O Brasil, de verdade, vive uma guerra constante. Não temos conflitos ligados propriamente ao termo defesa da soberania, mas nos vemos todo o tempo num clima de pressão, de guerra. O pior de tudo é que estamos falando de uma guerra específica, a guerra de guerrilha, aquela na qual o inimigo pode adotar estratégias não identificáveis, cabelos, barbas, em visuais absolutamente dissimulados. Podem percorrer terrenos desconhecidos para a tropa oficial e usar a seu favor toda a infraestrutura humana e material local.
Um exemplo disso se deu no ano passado, quando uma patrulha da Guarda Nacional, vinda de outro estado, por puro desconhecimento adentrou numa comunidade carioca e foi cravejada de balas pelos bandidos. Como explicar para a família a morte de um jovem nessas circunstâncias?
O certo é que, de uns tempos para cá os reforços da Guarda Nacional se mostram insuficientes e ao menor sinal de descontrole as Forças Armadas, notadamente o Exército, são acionadas. Basta um simples pedido de um governador ou prefeito. Foi assim na Copa, nas Olimpíadas e tem sido cada vez mais comum e frequente. Desde a lendária subida ao Morro do Alemão, no Rio, anos atrás, à intervenção na greve de policiais no Espirito Santo, recentemente, aos poucos os brasileiros vão se habituando a ver os soldados, seus fuzis, jipes, caminhões e tanques pelas ruas das cidades.
Para quem olha o Brasil de fora para dentro, imagina-se que estamos em guerra, que há uma guerra civil ou uma violência desmedida ou coisa que o valha. Isso certamente afugenta boa parte dos turistas e visitantes dispostos a estudos, cursos, negócios.
Está na hora do País rever todo o seu sistema de segurança, estabelecer uma legislação nova e moderna que discipline o funcionamento de tudo isso, sobre segurança pública, uma política que coíba a corrupção no setor, uma divisão de poderes que regulamente de forma mais equânime os regimes de polícias em todas as instâncias e as tropas privadas. A sensação que o país tem é de total insegurança.

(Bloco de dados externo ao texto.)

//! Segment trie for routes with parameter segments.

use crate::error::{Result, RouterError};
use crate::node::Node;
use crate::params::Params;
use crate::path::{parse_pattern, PatternSegment, Segments, PARAM_MARKER};

/// Per-method tree resolving parametric routes.
pub struct ParamTrie<H> {
    root: Node<H>,
    routes: usize,
}

impl<H> Default for ParamTrie<H> {
    fn default() -> Self {
        Self {
            root: Node::new(),
            routes: 0,
        }
    }
}

impl<H> ParamTrie<H> {
    /// Creates an empty trie.
    #[must_use]
    pub fn new() -> Self {
        Self::default()
    }

    /// Number of distinct patterns carrying a handler.
    #[must_use]
    pub const fn len(&self) -> usize {
        self.routes
    }

    /// Returns true if no route has been inserted.
    #[must_use]
    pub const fn is_empty(&self) -> bool {
        self.routes == 0
    }

    /// Inserts `pattern` and attaches `handler` to its last segment.
    ///
    /// Existing levels are reused. A parameter whose name differs from the
    /// one already bound at that depth is rejected before anything is
    /// created. Returns the handler previously attached to the same pattern.
    pub fn insert(&mut self, pattern: &str, handler: H) -> Result<Option<H>> {
        let segments = parse_pattern(pattern)?;
        self.check_conflicts(pattern, &segments)?;

        let mut node = &mut self.root;
        for segment in &segments {
            node = match *segment {
                PatternSegment::Literal(label) => node.child_or_insert(label),
                PatternSegment::Param(name) => node.param_or_insert(name),
            };
        }

        let previous = node.set_handler(handler);
        if previous.is_none() {
            self.routes += 1;
        }
        Ok(previous)
    }

    fn check_conflicts(&self, pattern: &str, segments: &[PatternSegment<'_>]) -> Result<()> {
        let mut node = &self.root;
        for segment in segments {
            let next = match *segment {
                PatternSegment::Literal(label) => node.child(label),
                PatternSegment::Param(name) => match node.param() {
                    Some(param) if param.name.as_ref() != name => {
                        return Err(RouterError::ParamConflict {
                            pattern: pattern.to_string(),
                            existing: param.name.to_string(),
                            conflicting: name.to_string(),
                        });
                    }
                    Some(param) => Some(&param.node),
                    None => None,
                },
            };
            match next {
                Some(next) => node = next,
                // Everything below is new, nothing left to clash with.
                None => return Ok(()),
            }
        }
        Ok(())
    }

    /// Walks `path` and returns the handler and bound parameters.
    ///
    /// At each depth an exact literal child wins over the parametric child.
    /// A dead end fails the lookup outright; there is no backtracking into
    /// the alternative branch. Paths without a leading slash and empty
    /// segments (`//`) never match.
    pub fn lookup<'a>(&'a self, path: &'a str) -> Option<(&'a H, Params<'a>)> {
        if !path.starts_with('/') {
            return None;
        }
        let mut params = Params::new();
        let mut node = &self.root;
        for segment in Segments::new(path) {
            if segment.is_empty() {
                return None;
            }
            if let Some(child) = node.child(segment) {
                node = child;
            } else if let Some(param) = node.param() {
                params.push(&param.name, segment);
                node = &param.node;
            } else {
                return None;
            }
        }
        node.handler().map(|handler| (handler, params))
    }

    /// Reconstructs every registered pattern, literal branches first.
    #[must_use]
    pub fn patterns(&self) -> Vec<String> {
        let mut out = Vec::with_capacity(self.routes);
        collect(&self.root, &mut String::new(), &mut out);
        out
    }
}

fn collect<H>(node: &Node<H>, prefix: &mut String, out: &mut Vec<String>) {
    if node.handler().is_some() {
        out.push(if prefix.is_empty() {
            "/".to_string()
        } else {
            prefix.clone()
        });
    }
    let len = prefix.len();
    for (label, child) in node.children() {
        prefix.push('/');
        prefix.push_str(label);
        collect(child, prefix, out);
        prefix.truncate(len);
    }
    if let Some(param) = node.param() {
        prefix.push('/');
        prefix.push(PARAM_MARKER);
        prefix.push_str(&param.name);
        collect(&param.node, prefix, out);
        prefix.truncate(len);
    }
}
//! Hosted backend: the Gemini `generateContent` API.
//!
//! Text-only by design: the hosted path sends the system instruction
//! concatenated as a prefix to the user text and declares no vision
//! support. Image capability is a per-backend flag, not implied by the
//! backend contract.

use {
    anyhow::Context,
    async_trait::async_trait,
    secrecy::{ExposeSecret, Secret},
    serde::Deserialize,
    tracing::info,
};

use courier_config::GeminiConfig;

use crate::{envelope::Envelope, shared_http_client, Backend};

/// Backend for a hosted generation API.
pub struct GeminiBackend {
    api_key: Secret<String>,
    model: String,
    base_url: String,
    client: reqwest::Client,
}

impl GeminiBackend {
    pub fn new(
        api_key: Secret<String>,
        model: impl Into<String>,
        base_url: impl Into<String>,
    ) -> Self {
        Self {
            api_key,
            model: model.into(),
            base_url: base_url.into().trim_end_matches('/').to_string(),
            client: shared_http_client().clone(),
        }
    }

    pub fn from_config(config: &GeminiConfig) -> anyhow::Result<Self> {
        if config.api_key.expose_secret().is_empty() {
            anyhow::bail!("hosted backend selected but gemini.api_key is not set");
        }
        Ok(Self::new(
            config.api_key.clone(),
            &config.model,
            &config.base_url,
        ))
    }
}

/// Single concatenated prompt: system instruction prefixed to the user part.
fn compose_prompt(envelope: &Envelope) -> String {
    format!("{}\n\nUser:\n{}", envelope.system, envelope.user_part())
}

#[derive(Deserialize, Default)]
struct GenerateResponse {
    #[serde(default)]
    candidates: Vec<Candidate>,
}

#[derive(Deserialize, Default)]
struct Candidate {
    #[serde(default)]
    content: CandidateContent,
}

#[derive(Deserialize, Default)]
struct CandidateContent {
    #[serde(default)]
    parts: Vec<Part>,
}

#[derive(Deserialize, Default)]
struct Part {
    #[serde(default)]
    text: String,
}

/// Extract the first candidate's text, coercing anything missing to `""`.
fn parse_generate_response(body: serde_json::Value) -> String {
    serde_json::from_value::<GenerateResponse>(body)
        .ok()
        .and_then(|r| r.candidates.into_iter().next())
        .and_then(|c| c.content.parts.into_iter().next())
        .map(|p| p.text)
        .unwrap_or_default()
}

#[async_trait]
impl Backend for GeminiBackend {
    fn name(&self) -> &str {
        "gemini"
    }

    fn model(&self) -> &str {
        &self.model
    }

    async fn generate(&self, envelope: &Envelope) -> anyhow::Result<String> {
        let url = format!(
            "{}/v1beta/models/{}:generateContent",
            self.base_url, self.model
        );
        let body = serde_json::json!({
            "contents": [{ "parts": [{ "text": compose_prompt(envelope) }] }],
        });

        let response = self
            .client
            .post(&url)
            .header("x-goog-api-key", self.api_key.expose_secret())
            .json(&body)
            .send()
            .await
            .context("gemini request failed")?
            .error_for_status()
            .context("gemini returned an error status")?;

        let value: serde_json::Value =
            response.json().await.context("gemini response not JSON")?;
        let output = parse_generate_response(value);
        info!(model = %self.model, chars = output.len(), "gemini completion received");
        Ok(output)
    }
}

#[cfg(test)]
#[allow(clippy::unwrap_used, clippy::expect_used)]
mod tests {
    use super::*;

    fn test_backend(base_url: &str) -> GeminiBackend {
        GeminiBackend::new(Secret::new("test-key".into()), "gemini-1.5-flash", base_url)
    }

    #[test]
    fn prompt_concatenates_system_and_user() {
        let envelope = Envelope::new("Be precise.", Some("Summarize this.".into()), None);
        assert_eq!(
            compose_prompt(&envelope),
            "Be precise.\n\nUser:\nSummarize this."
        );
    }

    #[test]
    fn parse_extracts_first_candidate_text() {
        let body = serde_json::json!({
            "candidates": [
                { "content": { "parts": [{ "text": "The text says X." }] } },
                { "content": { "parts": [{ "text": "second candidate" }] } },
            ],
        });
        assert_eq!(parse_generate_response(body), "The text says X.");
    }

    #[test]
    fn parse_coerces_missing_candidates_to_empty() {
        assert_eq!(parse_generate_response(serde_json::json!({})), "");
        assert_eq!(
            parse_generate_response(serde_json::json!({ "candidates": [] })),
            ""
        );
        assert_eq!(
            parse_generate_response(serde_json::json!({
                "candidates": [{ "content": { "parts": [] } }]
            })),
            ""
        );
    }

    #[test]
    fn vision_is_not_supported() {
        let backend = test_backend("http://localhost");
        assert!(!backend.supports_vision());
    }

    #[tokio::test]
    async fn generate_round_trip_against_fake_server() {
        use axum::{extract::Path, routing::post, Json, Router};

        let app = Router::new().route(
            "/v1beta/models/{model}",
            post(
                |Path(model): Path<String>, Json(body): Json<serde_json::Value>| async move {
                    assert_eq!(model, "gemini-1.5-flash:generateContent");
                    let text = body["contents"][0]["parts"][0]["text"]
                        .as_str()
                        .unwrap_or_default()
                        .to_string();
                    assert!(text.starts_with("Be precise."));
                    assert!(text.ends_with("User:\nSummarize this."));
                    Json(serde_json::json!({
                        "candidates": [
                            { "content": { "parts": [{ "text": "Done." }] } }
                        ],
                    }))
                },
            ),
        );
        let listener = tokio::net::TcpListener::bind("127.0.0.1:0").await.unwrap();
        let addr = listener.local_addr().unwrap();
        tokio::spawn(async move {
            axum::serve(listener, app).await.unwrap();
        });

        let backend = test_backend(&format!("http://{addr}"));
        let envelope = Envelope::new("Be precise.", Some("Summarize this.".into()), None);
        assert_eq!(backend.generate(&envelope).await.unwrap(), "Done.");
    }
}
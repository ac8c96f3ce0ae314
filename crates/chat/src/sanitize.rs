//! Output sanitizer: trims model output and collapses excess blank lines.
//!
//! Platform-specific escaping is deliberately not done here; adapters own
//! their markup rules.

/// Returned when the backend produced nothing displayable.
pub const EMPTY_FALLBACK: &str = "No response generated.";

/// Normalize raw model text for display.
///
/// Empty, absent, or whitespace-only input yields [`EMPTY_FALLBACK`], so
/// the result is always non-empty. Otherwise the text is trimmed and every
/// run of 3+ consecutive newlines is collapsed down to exactly 2.
/// Idempotent; non-whitespace content is never altered or truncated.
#[must_use]
pub fn polish(text: Option<&str>) -> String {
    let trimmed = text.unwrap_or_default().trim();
    if trimmed.is_empty() {
        return EMPTY_FALLBACK.to_string();
    }

    let mut out = trimmed.to_string();
    while out.contains("\n\n\n") {
        out = out.replace("\n\n\n", "\n\n");
    }
    out
}

#[cfg(test)]
#[allow(clippy::unwrap_used, clippy::expect_used)]
mod tests {
    use super::*;

    #[test]
    fn absent_and_empty_fall_back() {
        assert_eq!(polish(None), EMPTY_FALLBACK);
        assert_eq!(polish(Some("")), EMPTY_FALLBACK);
    }

    #[test]
    fn whitespace_only_falls_back() {
        assert_eq!(polish(Some("   \n\t ")), EMPTY_FALLBACK);
    }

    #[test]
    fn trims_surrounding_whitespace() {
        assert_eq!(polish(Some("  x  ")), "x");
    }

    #[test]
    fn collapses_newline_runs_to_two() {
        assert_eq!(polish(Some("a\n\n\n\nb")), "a\n\nb");
        assert_eq!(polish(Some("a\n\n\n\n\n\n\nb")), "a\n\nb");
    }

    #[test]
    fn preserves_single_and_double_newlines() {
        assert_eq!(polish(Some("a\nb\n\nc")), "a\nb\n\nc");
    }

    #[test]
    fn is_idempotent() {
        for input in ["a\n\n\n\nb", "  x  ", "clean text", "a\n\n\n\n\nb\n\n\nc"] {
            let once = polish(Some(input));
            assert_eq!(polish(Some(&once)), once, "not a fixed point: {input:?}");
        }
    }

    #[test]
    fn leaves_clean_text_unchanged() {
        assert_eq!(polish(Some("The text says X.")), "The text says X.");
    }
}
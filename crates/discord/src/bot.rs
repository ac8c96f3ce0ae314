//! Gateway client construction and startup.

use {secrecy::ExposeSecret, serenity::Client, tracing::info};

use {courier_chat::ChatRuntime, courier_config::CourierConfig};

use crate::{error::Result, handler::DiscordHandler};

/// Run the Discord adapter. Stays connected to the gateway until the
/// process is terminated; serenity reconnects on transient drops.
pub async fn run(config: &CourierConfig, runtime: ChatRuntime) -> Result<()> {
    let handler = DiscordHandler {
        runtime,
        data_dir: config.data_dir.clone(),
    };

    let mut client = Client::builder(
        config.discord.token.expose_secret(),
        DiscordHandler::intents(),
    )
    .event_handler(handler)
    .await?;

    info!("discord client built, connecting to gateway");
    client.start().await?;
    Ok(())
}
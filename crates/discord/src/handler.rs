//! Gateway event handler: text messages and image attachments.

use std::{
    path::{Path, PathBuf},
    time::{SystemTime, UNIX_EPOCH},
};

use {
    serenity::{
        all::{Attachment, Context, EditMessage, EventHandler, GatewayIntents, Message, Ready},
        async_trait,
    },
    tracing::{error, info, warn},
};

use courier_chat::ChatRuntime;

use crate::error::{Error, Result};

/// Fixed reply when handling a message fails after the placeholder was
/// posted. The placeholder is edited to this text.
pub const PROCESSING_ERROR_REPLY: &str = "Error processing request.";

/// Handler for Discord gateway events.
pub struct DiscordHandler {
    pub runtime: ChatRuntime,
    pub data_dir: PathBuf,
}

impl DiscordHandler {
    /// Required gateway intents for the bot.
    pub fn intents() -> GatewayIntents {
        GatewayIntents::GUILDS
            | GatewayIntents::GUILD_MESSAGES
            | GatewayIntents::DIRECT_MESSAGES
            | GatewayIntents::MESSAGE_CONTENT
    }

    async fn relay(&self, ctx: &Context, msg: &Message) -> Result<()> {
        let mut thinking = msg.channel_id.say(&ctx.http, "Thinking...").await?;

        let reply = match self.prepare_input(msg).await {
            Ok((text, image)) => self.runtime.run_llm(text, image).await,
            Err(e) => {
                error!(channel_id = %msg.channel_id, error = %e, "input handling failed");
                PROCESSING_ERROR_REPLY.to_string()
            }
        };

        thinking
            .edit(&ctx.http, EditMessage::new().content(reply))
            .await?;
        Ok(())
    }

    /// Resolve the message into runtime input: text as-is, otherwise the
    /// first image attachment downloaded into the data directory. The
    /// runtime supplies the default prompt for uncaptioned images.
    async fn prepare_input(&self, msg: &Message) -> Result<(Option<String>, Option<PathBuf>)> {
        if !msg.content.is_empty() {
            return Ok((Some(msg.content.clone()), None));
        }
        let attachment = first_image(&msg.attachments)
            .ok_or_else(|| Error::message("message has no text and no image attachment"))?;
        let path = self.download_attachment(attachment).await?;
        Ok((None, Some(path)))
    }

    async fn download_attachment(&self, attachment: &Attachment) -> Result<PathBuf> {
        let response = reqwest::get(&attachment.url).await?;
        if !response.status().is_success() {
            return Err(Error::message(format!(
                "attachment download failed: HTTP {}",
                response.status()
            )));
        }
        let bytes = response.bytes().await?;

        let path = attachment_path(&self.data_dir, unix_timestamp());
        tokio::fs::write(&path, &bytes).await?;
        info!(path = %path.display(), bytes = bytes.len(), "attachment saved");
        Ok(path)
    }
}

#[async_trait]
impl EventHandler for DiscordHandler {
    async fn ready(&self, _ctx: Context, ready: Ready) {
        info!(
            bot_name = %ready.user.name,
            guilds = ready.guilds.len(),
            "discord gateway connected"
        );
    }

    async fn message(&self, ctx: Context, msg: Message) {
        if msg.author.bot {
            return;
        }
        if msg.content.is_empty() && msg.attachments.is_empty() {
            return;
        }
        info!(
            channel_id = %msg.channel_id,
            chars = msg.content.len(),
            attachments = msg.attachments.len(),
            "message received"
        );

        if let Err(e) = self.relay(&ctx, &msg).await {
            error!(channel_id = %msg.channel_id, error = %e, "message handling failed");
            if let Err(send_err) = msg.channel_id.say(&ctx.http, PROCESSING_ERROR_REPLY).await {
                warn!(error = %send_err, "failed to deliver error reply");
            }
        }
    }
}

fn first_image(attachments: &[Attachment]) -> Option<&Attachment> {
    attachments
        .iter()
        .find(|a| is_image(a.content_type.as_deref()))
}

fn is_image(content_type: Option<&str>) -> bool {
    content_type.is_some_and(|ct| ct.starts_with("image"))
}

fn attachment_path(data_dir: &Path, timestamp: u64) -> PathBuf {
    data_dir.join(format!("discord_image_{timestamp}.jpg"))
}

fn unix_timestamp() -> u64 {
    SystemTime::now()
        .duration_since(UNIX_EPOCH)
        .map(|d| d.as_secs())
        .unwrap_or_default()
}

#[cfg(test)]
#[allow(clippy::unwrap_used, clippy::expect_used)]
mod tests {
    use super::*;

    #[test]
    fn image_content_types_are_recognized() {
        assert!(is_image(Some("image/jpeg")));
        assert!(is_image(Some("image/png")));
        assert!(!is_image(Some("video/mp4")));
        assert!(!is_image(Some("application/pdf")));
        assert!(!is_image(None));
    }

    #[test]
    fn attachment_path_is_timestamp_keyed() {
        assert_eq!(
            attachment_path(Path::new("data"), 1_700_000_000),
            PathBuf::from("data/discord_image_1700000000.jpg")
        );
    }

    #[test]
    fn intents_include_message_content() {
        let intents = DiscordHandler::intents();
        assert!(intents.contains(GatewayIntents::MESSAGE_CONTENT));
        assert!(intents.contains(GatewayIntents::DIRECT_MESSAGES));
    }
}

Há algo errado nisso tudo. Outro ponto que chama a atenção é a juventude das tropas das Forças Armadas. A despeito de estarem sob o comando experiente de cabos, sargentos e oficiais de bom senso e muito preparo, há momentos em que se pode exigir de cada um o individualismo da atitude, a reação imediata. A falta de vivência, de preparo até pelo fato de muitos acabarem de ser incorporados às tropas pode produzir estragos históricos à imagem das Forças Armadas e consequências para o resto da vida a muitas pessoas.
Sinto que as coisas seguem sempre sem uma medida de limite. O que era para ser exceção acaba virando regra. O que era para ocorrer uma vez ao ano, passa a duas, três e logo vira constante. É preciso parar e à luz do bom senso definir o que pode e o que não pode, o raio de ação de cada um, o papel funcional de cada tropa.